I am about to get married within next 6-10 months and have a few questions/concerns regarding the Green Card process.

Some websites are telling me that both I-140 and I-485 can be applied at the same time. Some other people are telling me though that I-485 cannot be applied unless the application for a visa number becomes current (i.e. the Priority Date is almost reached). Which scenario is true and what is the process and advantage of filing both I-140 & I-485 together?

About my spouse, when I get married and bring her to US from India, what visa would I have to apply for her? When can I add her to my Green Card application? How can I get an Employment Authorization for her apart from applying for H1-B? How long does it normally take to get EAD?

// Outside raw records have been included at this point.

// Copyright (c) 2024-2025 DeepGraph Inc.
// SPDX-License-Identifier: Apache-2.0
//
//! Record codec for entities stored in regions
//!
//! Layout: `crc32 (4 bytes, little endian) | bincode payload`. Every decode
//! verifies the checksum; a mismatch is a corrupted record.

use super::types::{StorageError, StorageResult};
use crc32fast::Hasher;
use serde::de::DeserializeOwned;
use serde::Serialize;

const CHECKSUM_LEN: usize = 4;

fn compute_checksum(data: &[u8]) -> u32 {
    let mut hasher = Hasher::new();
    hasher.update(data);
    hasher.finalize()
}

/// Encode a value into a checksummed record
pub fn encode_record<T: Serialize>(value: &T) -> StorageResult<Vec<u8>> {
    let payload = bincode::serialize(value)?;
    let mut record = Vec::with_capacity(CHECKSUM_LEN + payload.len());
    record.extend_from_slice(&compute_checksum(&payload).to_le_bytes());
    record.extend_from_slice(&payload);
    Ok(record)
}

/// Decode a checksummed record read from a position
pub fn decode_record<T: DeserializeOwned>(position: u64, record: &[u8]) -> StorageResult<T> {
    if record.len() < CHECKSUM_LEN {
        return Err(StorageError::corrupted(position, "record too short"));
    }
    let (checksum, payload) = record.split_at(CHECKSUM_LEN);
    let mut expected = [0u8; CHECKSUM_LEN];
    expected.copy_from_slice(checksum);

    if compute_checksum(payload) != u32::from_le_bytes(expected) {
        return Err(StorageError::corrupted(position, "checksum mismatch"));
    }

    bincode::deserialize(payload).map_err(|e| StorageError::corrupted(position, e.to_string()))
}
// Copyright (c) 2024-2025 DeepGraph Inc.
// SPDX-License-Identifier: Apache-2.0
//
//! PartGraph CLI entry point

use clap::Parser;
use colored::Colorize;

mod cli;
use cli::{Cli, Commands};

fn main() -> Result<(), Box<dyn std::error::Error>> {
    let cli = Cli::parse();

    // -v/--verbose wins over --log-level; RUST_LOG can still refine either
    let log_level = if cli.verbose {
        log::LevelFilter::Debug
    } else if let Some(level) = cli.log_level {
        level.to_level_filter()
    } else {
        log::LevelFilter::Warn
    };

    env_logger::Builder::from_default_env()
        .filter_level(log_level)
        .init();

    if let Commands::Version = cli.command {
        println!("{} {}", "PartGraph".bold().green(), partgraph::VERSION);
        println!("Partitioned graph store");
        return Ok(());
    }

    let result = cli::open_manager(cli.db, cli.config).and_then(|gm| match cli.command {
        Commands::Import { partition, file } => cli::handle_import(&gm, &partition, file),
        Commands::Export {
            partition,
            output,
            canonical,
        } => cli::handle_export(&gm, &partition, output, canonical),
        Commands::Dump { dir } => cli::handle_dump(&gm, dir),
        Commands::Load { dir } => cli::handle_load(&gm, dir),
        Commands::Info { format } => cli::handle_info(&gm, format),
        Commands::Version => Ok(()),
    });

    if let Err(e) = result {
        eprintln!("{} {}", "Error:".bold().red(), e);
        std::process::exit(1);
    }
    Ok(())
}
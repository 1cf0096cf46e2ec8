// Copyright (c) 2024-2025 DeepGraph Inc.
// SPDX-License-Identifier: Apache-2.0
//
//! Command-line arguments

use clap::{Parser, Subcommand, ValueEnum};
use std::path::PathBuf;

#[derive(Parser)]
#[command(name = "partgraph")]
#[command(about = "PartGraph - partitioned graph store", long_about = None)]
pub struct Cli {
    /// Database directory (overrides the path from --config)
    #[arg(long, global = true, value_name = "DIR")]
    pub db: Option<PathBuf>,

    /// JSON configuration file
    #[arg(long, global = true, value_name = "FILE")]
    pub config: Option<PathBuf>,

    /// Enable debug logging
    #[arg(short, long, global = true)]
    pub verbose: bool,

    /// Log level (error, warn, info, debug, trace)
    #[arg(long, global = true, value_name = "LEVEL")]
    pub log_level: Option<log::Level>,

    #[command(subcommand)]
    pub command: Commands,
}

#[derive(Subcommand)]
pub enum Commands {
    /// Import a partition document into a partition
    Import {
        /// Target partition
        #[arg(short, long)]
        partition: String,

        /// Partition document ({"nodes": [...], "edges": [...]})
        file: PathBuf,
    },

    /// Export a partition as one document
    Export {
        /// Partition to export
        #[arg(short, long)]
        partition: String,

        /// Output file (stdout if omitted)
        #[arg(short, long)]
        output: Option<PathBuf>,

        /// Sort entities and keys so the output can be diffed
        #[arg(long)]
        canonical: bool,
    },

    /// Export every partition as per-kind streams into a directory
    Dump {
        /// Directory receiving <partition>-<kind>-<nodes|edges>.json streams
        dir: PathBuf,
    },

    /// Import every stream found in a directory
    Load {
        /// Directory holding streams written by dump
        dir: PathBuf,
    },

    /// Show partitions, kinds and entity counts
    Info {
        /// Output format
        #[arg(short, long, value_enum, default_value = "table")]
        format: OutputFormat,
    },

    /// Show version information
    Version,
}

#[derive(Debug, Clone, Copy, ValueEnum)]
pub enum OutputFormat {
    Table,
    Json,
}
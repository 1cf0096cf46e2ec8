// Copyright (c) 2024-2025 DeepGraph Inc.
// SPDX-License-Identifier: Apache-2.0
//
//! Import and export of partitions
//!
//! Two pipelines are provided, both built only on the public surface of the
//! [`GraphManager`](crate::graph::GraphManager):
//! - Standard: one JSON document `{"nodes": [...], "edges": [...]}` per
//!   partition
//! - Large scale: one JSON array stream per partition, kind and entity type,
//!   written and read entity by entity
//!
//! Imports are best-effort. Entities stored before a failure stay stored.

mod canonical;
mod large_scale;
mod standard;

pub use canonical::canonical_dump;
pub use large_scale::{
    large_scale_export_partition, large_scale_import_partition, stream_name,
    DirectoryStreamFactory, MemoryStreamFactory, StreamFactory,
};
pub use standard::{export_partition, import_partition};

use serde::{Deserialize, Serialize};

/// JSON object of one exported entity
pub(crate) type JsonObject = serde_json::Map<String, serde_json::Value>;

/// Document shape of the standard pipeline
#[derive(Debug, Default, Serialize, Deserialize)]
pub(crate) struct PartitionDocument {
    #[serde(default)]
    pub nodes: Vec<JsonObject>,
    #[serde(default)]
    pub edges: Vec<JsonObject>,
}
#[cfg(test)]
mod tests {
    use super::*;
    use crate::storage::MemoryGraphStorage;

    fn manager() -> GraphManager {
        GraphManager::new(Arc::new(MemoryGraphStorage::new("test")))
    }

    fn edge(key: &str, from: &str, to: &str, cascading: bool) -> Edge {
        Edge::new(key, "Wrote")
            .with_end(End::One, &EndpointSpec::new(from, "Author", "Author", cascading))
            .with_end(End::Two, &EndpointSpec::new(to, "Song", "Song", false))
    }

    #[test]
    fn test_store_and_fetch_node() {
        let gm = manager();
        gm.store_node("main", &Node::new("000", "Author").with_attr("name", "John"))
            .unwrap();

        let node = gm.fetch_node("main", "Author", "000").unwrap().unwrap();
        assert_eq!(node.attr("name").and_then(|v| v.as_str()), Some("John"));
        assert!(gm.fetch_node("main", "Author", "001").unwrap().is_none());
        assert!(gm.fetch_node("main", "Song", "000").unwrap().is_none());
        assert!(gm.fetch_node("other", "Author", "000").unwrap().is_none());
    }

    #[test]
    fn test_overwrite_keeps_one_record() {
        let gm = manager();
        gm.store_node("main", &Node::new("1", "X").with_attr("v", 1)).unwrap();
        gm.store_node("main", &Node::new("1", "X").with_attr("v", 2)).unwrap();

        assert_eq!(gm.node_count("main", "X").unwrap(), 1);
        let node = gm.fetch_node("main", "X", "1").unwrap().unwrap();
        assert_eq!(node.attr("v").and_then(|v| v.as_integer()), Some(2));
    }

    #[test]
    fn test_fetch_with_invalid_kind() {
        let gm = manager();
        gm.store_node("main", &Node::new("1", "X")).unwrap();
        assert!(gm.fetch_node("main", "X!", "1").unwrap().is_none());
        assert!(gm.fetch_edge("main", "", "1").unwrap().is_none());
    }

    #[test]
    fn test_region_owned_by_first_claim() {
        let gm = manager();
        gm.store_node("ab", &Node::new("1", "c")).unwrap();

        let err = gm.store_node("a", &Node::new("1", "bc")).unwrap_err();
        assert_eq!(
            err.to_string(),
            "GraphError: Invalid data (Kind bc of partition a maps to region abc.nodes which belongs to kind c of partition ab)"
        );
        assert!(gm.node_kinds("a").unwrap().is_empty());
        assert!(gm.fetch_node("a", "bc", "1").unwrap().is_none());
    }

    #[test]
    fn test_invalid_partition_name() {
        let gm = manager();
        let err = gm.store_node("a b", &Node::new("1", "X")).unwrap_err();
        assert_eq!(
            err.to_string(),
            "GraphError: Invalid data (Partition name a b is not alphanumeric - can only contain [a-zA-Z0-9_])"
        );
    }

    #[test]
    fn test_edge_relink_on_overwrite() {
        let gm = manager();
        gm.store_edge("main", &edge("e", "000", "Aria1", true)).unwrap();
        gm.store_edge("main", &edge("e", "001", "Aria1", true)).unwrap();

        // The edge no longer references 000
        gm.store_node("main", &Node::new("000", "Author")).unwrap();
        gm.remove_node("main", "Author", "000").unwrap();
        assert!(gm.fetch_edge("main", "Wrote", "e").unwrap().is_some());

        gm.store_node("main", &Node::new("001", "Author")).unwrap();
        gm.remove_node("main", "Author", "001").unwrap();
        assert!(gm.fetch_edge("main", "Wrote", "e").unwrap().is_none());
    }

    #[test]
    fn test_require_endpoints() {
        let gm = GraphManager::with_config(
            Arc::new(MemoryGraphStorage::new("test")),
            GraphConfig::memory().with_endpoint_policy(EndpointPolicy::RequireEndpoints),
        );

        let err = gm.store_edge("main", &edge("e", "000", "Aria1", true)).unwrap_err();
        assert_eq!(
            err.to_string(),
            "GraphError: Invalid data (Edge e references node Author/000 at end1 which does not exist)"
        );

        gm.store_node("main", &Node::new("000", "Author")).unwrap();
        gm.store_node("main", &Node::new("Aria1", "Song")).unwrap();
        gm.store_edge("main", &edge("e", "000", "Aria1", true)).unwrap();
        assert_eq!(gm.edge_count("main", "Wrote").unwrap(), 1);
    }

    #[test]
    fn test_discovery() {
        let gm = manager();
        assert!(gm.partitions().unwrap().is_empty());

        gm.store_node("main", &Node::new("1", "X")).unwrap();
        gm.store_node("second", &Node::new("1", "Y")).unwrap();
        gm.store_edge("main", &edge("e", "1", "2", false)).unwrap();

        assert_eq!(gm.partitions().unwrap(), vec!["main", "second"]);
        assert_eq!(gm.node_kinds("main").unwrap(), vec!["X"]);
        assert_eq!(gm.node_kinds("second").unwrap(), vec!["Y"]);
        assert_eq!(gm.edge_kinds("main").unwrap(), vec!["Wrote"]);
        assert!(gm.edge_kinds("second").unwrap().is_empty());
    }

    #[test]
    fn test_traverse() {
        let gm = manager();
        gm.store_node("main", &Node::new("000", "Author")).unwrap();
        gm.store_node("main", &Node::new("Aria1", "Song")).unwrap();
        gm.store_node("main", &Node::new("Aria2", "Song")).unwrap();
        gm.store_edge("main", &edge("e1", "000", "Aria1", true)).unwrap();
        gm.store_edge("main", &edge("e2", "000", "Aria2", true)).unwrap();
        gm.store_edge("main", &edge("e3", "000", "Missing", true)).unwrap();

        let spec: TraversalSpec = "Author:Wrote:Song:Song".parse().unwrap();
        let reached = gm.traverse("main", "Author", "000", &spec).unwrap();
        let keys: Vec<_> = reached.iter().map(|(n, _)| n.key().unwrap()).collect();
        assert_eq!(keys, vec!["Aria1", "Aria2"]);
        assert_eq!(reached[0].1.key(), Some("e1"));

        let back = gm.traverse("main", "Song", "Aria1", &TraversalSpec::any()).unwrap();
        assert_eq!(back.len(), 1);
        assert_eq!(back[0].0.key(), Some("000"));

        let none = gm
            .traverse("main", "Author", "000", &TraversalSpec::new("Song", "", "", ""))
            .unwrap();
        assert!(none.is_empty());
    }

    #[test]
    fn test_from_config() {
        let gm = GraphManager::from_config(&GraphConfig::memory()).unwrap();
        assert_eq!(gm.name(), "partgraph");

        let err = GraphManager::from_config(&GraphConfig::default()).err().unwrap();
        assert!(err.to_string().contains("requires a database path"));
    }
}
// Copyright (c) 2024-2025 DeepGraph Inc.
// SPDX-License-Identifier: Apache-2.0
//
//! Graph error types

use crate::storage::{StorageError, StorageErrorKind};
use thiserror::Error;

/// Errors raised by the graph manager and the import/export pipelines
#[derive(Error, Debug)]
pub enum GraphError {
    /// An entity is missing required fields or uses an invalid name
    #[error("GraphError: Invalid data ({0})")]
    InvalidData(String),

    /// A storage region could not be opened, created or indexed
    #[error("GraphError: Failed to access graph storage component ({detail})")]
    AccessComponent {
        detail: String,
        #[source]
        source: StorageError,
    },

    /// A record could not be fetched from an open region
    #[error("GraphError: Could not read graph information ({detail})")]
    Reading {
        detail: String,
        #[source]
        source: StorageError,
    },

    /// A record could not be inserted, updated or freed
    #[error("GraphError: Could not write graph information ({detail})")]
    Writing {
        detail: String,
        #[source]
        source: StorageError,
    },

    /// An import document could not be decoded
    #[error("Could not decode file content as object with list of nodes and edges: {0}")]
    Decode(String),

    /// An import stream could not be decoded
    #[error("Could not decode stream {name}: {reason}")]
    DecodeStream { name: String, reason: String },

    /// Reading input or writing output failed
    #[error("GraphError: I/O failure ({0})")]
    Io(#[from] std::io::Error),
}

impl GraphError {
    pub fn invalid<S: Into<String>>(msg: S) -> Self {
        Self::InvalidData(msg.into())
    }

    pub fn access<S: Into<String>>(detail: S, source: StorageError) -> Self {
        Self::AccessComponent {
            detail: detail.into(),
            source,
        }
    }

    pub fn reading<S: Into<String>>(detail: S, source: StorageError) -> Self {
        Self::Reading {
            detail: detail.into(),
            source,
        }
    }

    pub fn writing<S: Into<String>>(detail: S, source: StorageError) -> Self {
        Self::Writing {
            detail: detail.into(),
            source,
        }
    }

    /// The storage classification of the underlying failure, if any
    pub fn storage_kind(&self) -> Option<StorageErrorKind> {
        match self {
            GraphError::AccessComponent { source, .. }
            | GraphError::Reading { source, .. }
            | GraphError::Writing { source, .. } => Some(source.kind()),
            _ => None,
        }
    }

    /// Check whether the failed operation may be retried by the caller
    pub fn is_transient(&self) -> bool {
        self.storage_kind() == Some(StorageErrorKind::Transient)
    }
}

/// Result type for graph operations
pub type GraphResult<T> = Result<T, GraphError>;

#[cfg(test)]
mod tests {
    use super::*;

    #[test]
    fn test_message_prefixes() {
        let err = GraphError::reading("mainbla.nodes", StorageError::SlotNotFound(6));
        assert!(err
            .to_string()
            .starts_with("GraphError: Could not read graph information"));
        assert!(!err.is_transient());

        let err = GraphError::access(
            "mainbla.nodes",
            StorageError::Unavailable("busy".to_string()),
        );
        assert!(err
            .to_string()
            .starts_with("GraphError: Failed to access graph storage component"));
        assert!(err.is_transient());

        assert_eq!(
            GraphError::invalid("Node is missing a kind value").to_string(),
            "GraphError: Invalid data (Node is missing a kind value)"
        );
    }
}
// Copyright (c) 2024-2025 DeepGraph Inc.
// SPDX-License-Identifier: Apache-2.0
//
//! Storage traits
//!
//! This module defines the two traits every storage backend implements: the
//! positional record store for a single region and the graph storage that
//! hands regions out by name.

use super::types::StorageResult;
use std::sync::Arc;

/// Positional record store for one storage region
///
/// A region holds the records of one (partition, kind, entity type) triple.
/// Positions are opaque, stable for the lifetime of a record and only reused
/// after the record was freed.
pub trait StorageManager: Send + Sync {
    /// Name of the region this manager stores
    fn name(&self) -> &str;

    /// Store a new record and return its position
    fn insert(&self, record: &[u8]) -> StorageResult<u64>;

    /// Read the record at a position
    fn fetch(&self, position: u64) -> StorageResult<Vec<u8>>;

    /// Replace the record at a position
    fn update(&self, position: u64, record: &[u8]) -> StorageResult<()>;

    /// Release the record at a position
    fn free(&self, position: u64) -> StorageResult<()>;

    /// Number of live records
    fn count(&self) -> usize;

    /// Positions of all live records in ascending order
    fn positions(&self) -> StorageResult<Vec<u64>>;

    /// Flush any pending writes to disk
    fn flush(&self) -> StorageResult<()>;
}

/// Storage backing an entire database
///
/// Owns the storage managers of every region and creates them lazily on first
/// use. Also keeps a small string map (the main database) for discovery data.
pub trait GraphStorage: Send + Sync {
    /// Name of this storage
    fn name(&self) -> &str;

    /// Get the storage manager of a region
    ///
    /// Returns `None` if the region does not exist and `create` is false.
    fn storage_manager(
        &self,
        name: &str,
        create: bool,
    ) -> StorageResult<Option<Arc<dyn StorageManager>>>;

    /// Read a value from the main database
    fn main_db_get(&self, key: &str) -> StorageResult<Option<String>>;

    /// Write a value to the main database
    fn main_db_set(&self, key: &str, value: &str) -> StorageResult<()>;

    /// Flush every region and the main database
    fn flush_all(&self) -> StorageResult<()>;
}

// Helper implementation for Arc<dyn GraphStorage>
// This allows decorators to wrap shared storages seamlessly
impl GraphStorage for Arc<dyn GraphStorage> {
    fn name(&self) -> &str {
        (**self).name()
    }

    fn storage_manager(
        &self,
        name: &str,
        create: bool,
    ) -> StorageResult<Option<Arc<dyn StorageManager>>> {
        (**self).storage_manager(name, create)
    }

    fn main_db_get(&self, key: &str) -> StorageResult<Option<String>> {
        (**self).main_db_get(key)
    }

    fn main_db_set(&self, key: &str, value: &str) -> StorageResult<()> {
        (**self).main_db_set(key, value)
    }

    fn flush_all(&self) -> StorageResult<()> {
        (**self).flush_all()
    }
}
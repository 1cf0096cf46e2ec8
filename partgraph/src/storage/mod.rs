// Copyright (c) 2024-2025 DeepGraph Inc.
// SPDX-License-Identifier: Apache-2.0
//
//! Storage layer
//!
//! This module provides trait-based abstractions for record storage, allowing
//! different backends to be used interchangeably:
//! - `StorageManager`: positional record store for one region
//! - `GraphStorage`: owns all regions of a database and the main database
//! - Memory and Sled implementations
//! - A fault injecting decorator for tests
//!
//! # Architecture
//!
//! ```text
//! GraphManager
//!     ↓
//! GraphStorage (region registry + main database)
//!     ↓
//! StorageManager (one per partition/kind/entity type)
//!     ↓
//! Concrete Implementations (Memory, Sled)
//! ```

pub mod factory;
pub mod fault;
pub mod memory;
pub(crate) mod record;
#[cfg(feature = "sled-backend")]
pub mod sled;
pub mod traits;
pub mod types;

pub use factory::create_graph_storage;
pub use fault::{Fault, FaultInjectingGraphStorage, FaultInjectingStorageManager};
pub use memory::{MemoryGraphStorage, MemoryStorageManager};
#[cfg(feature = "sled-backend")]
pub use self::sled::{SledGraphStorage, SledStorageManager};
pub use traits::{GraphStorage, StorageManager};
pub use types::{StorageError, StorageErrorKind, StorageResult, StorageType};
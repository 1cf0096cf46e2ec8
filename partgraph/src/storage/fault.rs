// Copyright (c) 2024-2025 DeepGraph Inc.
// SPDX-License-Identifier: Apache-2.0
//
//! Fault injection for storage tests
//!
//! `FaultInjectingGraphStorage` wraps any graph storage and hands out storage
//! managers that fail on configured positions. The production storages know
//! nothing about this; tests opt in by wrapping.

use super::traits::{GraphStorage, StorageManager};
use super::types::{StorageError, StorageResult};
use log::debug;
use parking_lot::RwLock;
use std::collections::HashMap;
use std::sync::atomic::{AtomicUsize, Ordering};
use std::sync::Arc;

/// Failure to raise on a position
#[derive(Debug, Clone, Copy, PartialEq, Eq)]
pub enum Fault {
    /// Fetching the record fails with a serious error
    FetchSerious,
    /// Fetching the record fails with a transient error
    FetchTransient,
    /// An insert which lands on the position fails
    InsertError,
    /// Updating the record fails
    UpdateError,
    /// Freeing the record fails
    FreeError,
}

#[derive(Default)]
struct FaultPlan {
    faults: RwLock<HashMap<String, HashMap<u64, Fault>>>,
    calls: AtomicUsize,
}

impl FaultPlan {
    fn fault(&self, region: &str, position: u64) -> Option<Fault> {
        self.faults
            .read()
            .get(region)
            .and_then(|positions| positions.get(&position).copied())
    }
}

/// Graph storage decorator which injects faults into its regions
pub struct FaultInjectingGraphStorage<S: GraphStorage> {
    inner: S,
    plan: Arc<FaultPlan>,
}

/// Storage manager decorator created by [`FaultInjectingGraphStorage`]
pub struct FaultInjectingStorageManager {
    inner: Arc<dyn StorageManager>,
    plan: Arc<FaultPlan>,
}

impl<S: GraphStorage> FaultInjectingGraphStorage<S> {
    /// Wrap a graph storage
    pub fn new(inner: S) -> Self {
        Self {
            inner,
            plan: Arc::new(FaultPlan::default()),
        }
    }

    /// Make operations on a position of a region fail
    pub fn inject(&self, region: &str, position: u64, fault: Fault) {
        debug!(
            "Injecting {:?} at position {} of region '{}'",
            fault, position, region
        );
        self.plan
            .faults
            .write()
            .entry(region.to_string())
            .or_default()
            .insert(position, fault);
    }

    /// Remove a previously injected fault
    pub fn clear(&self, region: &str, position: u64) {
        if let Some(positions) = self.plan.faults.write().get_mut(region) {
            positions.remove(&position);
        }
    }

    /// Number of calls made into storage (regions and main database)
    pub fn call_count(&self) -> usize {
        self.plan.calls.load(Ordering::SeqCst)
    }

    /// Access the wrapped storage
    pub fn inner(&self) -> &S {
        &self.inner
    }

    fn record_call(&self) {
        self.plan.calls.fetch_add(1, Ordering::SeqCst);
    }
}

impl FaultInjectingStorageManager {
    fn check(&self, position: u64, expected: &[Fault]) -> StorageResult<()> {
        match self.plan.fault(self.inner.name(), position) {
            Some(Fault::FetchTransient) if expected.contains(&Fault::FetchTransient) => Err(
                StorageError::Unavailable(format!("Injected fault at position {}", position)),
            ),
            Some(fault) if expected.contains(&fault) => Err(StorageError::BackendSpecific(
                format!("Injected {:?} at position {}", fault, position),
            )),
            _ => Ok(()),
        }
    }

    fn record_call(&self) {
        self.plan.calls.fetch_add(1, Ordering::SeqCst);
    }
}

impl StorageManager for FaultInjectingStorageManager {
    fn name(&self) -> &str {
        self.inner.name()
    }

    fn insert(&self, record: &[u8]) -> StorageResult<u64> {
        self.record_call();
        let position = self.inner.insert(record)?;
        if let Err(e) = self.check(position, &[Fault::InsertError]) {
            // Roll back so the failed insert leaves nothing behind
            self.inner.free(position)?;
            return Err(e);
        }
        Ok(position)
    }

    fn fetch(&self, position: u64) -> StorageResult<Vec<u8>> {
        self.record_call();
        self.check(position, &[Fault::FetchSerious, Fault::FetchTransient])?;
        self.inner.fetch(position)
    }

    fn update(&self, position: u64, record: &[u8]) -> StorageResult<()> {
        self.record_call();
        self.check(position, &[Fault::UpdateError])?;
        self.inner.update(position, record)
    }

    fn free(&self, position: u64) -> StorageResult<()> {
        self.record_call();
        self.check(position, &[Fault::FreeError])?;
        self.inner.free(position)
    }

    fn count(&self) -> usize {
        self.inner.count()
    }

    fn positions(&self) -> StorageResult<Vec<u64>> {
        self.record_call();
        self.inner.positions()
    }

    fn flush(&self) -> StorageResult<()> {
        self.inner.flush()
    }
}

impl<S: GraphStorage> GraphStorage for FaultInjectingGraphStorage<S> {
    fn name(&self) -> &str {
        self.inner.name()
    }

    fn storage_manager(
        &self,
        name: &str,
        create: bool,
    ) -> StorageResult<Option<Arc<dyn StorageManager>>> {
        self.record_call();
        Ok(self.inner.storage_manager(name, create)?.map(|inner| {
            Arc::new(FaultInjectingStorageManager {
                inner,
                plan: self.plan.clone(),
            }) as Arc<dyn StorageManager>
        }))
    }

    fn main_db_get(&self, key: &str) -> StorageResult<Option<String>> {
        self.record_call();
        self.inner.main_db_get(key)
    }

    fn main_db_set(&self, key: &str, value: &str) -> StorageResult<()> {
        self.record_call();
        self.inner.main_db_set(key, value)
    }

    fn flush_all(&self) -> StorageResult<()> {
        self.inner.flush_all()
    }
}

#[cfg(test)]
mod tests {
    use super::*;
    use crate::storage::MemoryGraphStorage;

    #[test]
    fn test_fetch_faults() {
        let storage = FaultInjectingGraphStorage::new(MemoryGraphStorage::new("test"));
        let sm = storage.storage_manager("r.nodes", true).unwrap().unwrap();
        let position = sm.insert(b"x").unwrap();

        storage.inject("r.nodes", position, Fault::FetchSerious);
        let err = sm.fetch(position).unwrap_err();
        assert!(!err.is_transient());

        storage.inject("r.nodes", position, Fault::FetchTransient);
        assert!(sm.fetch(position).unwrap_err().is_transient());

        storage.clear("r.nodes", position);
        assert_eq!(sm.fetch(position).unwrap(), b"x".to_vec());
    }

    #[test]
    fn test_insert_fault_leaves_no_record() {
        let storage = FaultInjectingGraphStorage::new(MemoryGraphStorage::new("test"));
        let sm = storage.storage_manager("r.nodes", true).unwrap().unwrap();
        sm.insert(b"first").unwrap();

        storage.inject("r.nodes", 2, Fault::InsertError);
        assert!(sm.insert(b"second").is_err());
        assert_eq!(sm.count(), 1);
    }

    #[test]
    fn test_calls_are_counted() {
        let storage = FaultInjectingGraphStorage::new(MemoryGraphStorage::new("test"));
        assert_eq!(storage.call_count(), 0);
        storage.main_db_get("partitions").unwrap();
        assert_eq!(storage.call_count(), 1);
    }
}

I have also heard that if my spouse would like to be a teacher in a school or a counselor, she can get an H1-B visa even if the visa limit is reached. Can you please shed some light on this? How would this be affected if she is working at a Middle or High School instead of a University? Can you please also elaborate more on what the H1-B process now would be? Even if you can please tell me where I can find this info, it would be appreciated.

Also, although I am qualified for EB2 category as I have a Masters from a US University, but I just read on some websites that my salary also needs to be above a certain number so that I qualify for EB2. Where and how can I find that data? I have a Masters in a very specialized field and as such the details for it are not really mentioned anywhere in most easily accessible government databases. I am an Embedded Systems Engineer in Oakland County, MI.

Any information in this regard would be greately appreciated.

Answer
Hi Abhinav,

The I-140/I-485 cannot normally be filed together for Indian nationals. The priority date must be current in order to file I-485...in other words, a visa must be available. The following webpage from our website is helpful: http://www.h1b1.com/visawaiting.htm

When I-485 is filed, employment authorization independent of H-1B is issued, so that is one advantage...the main advantage is that you will not receive a green card without the I-485 being filed and approved.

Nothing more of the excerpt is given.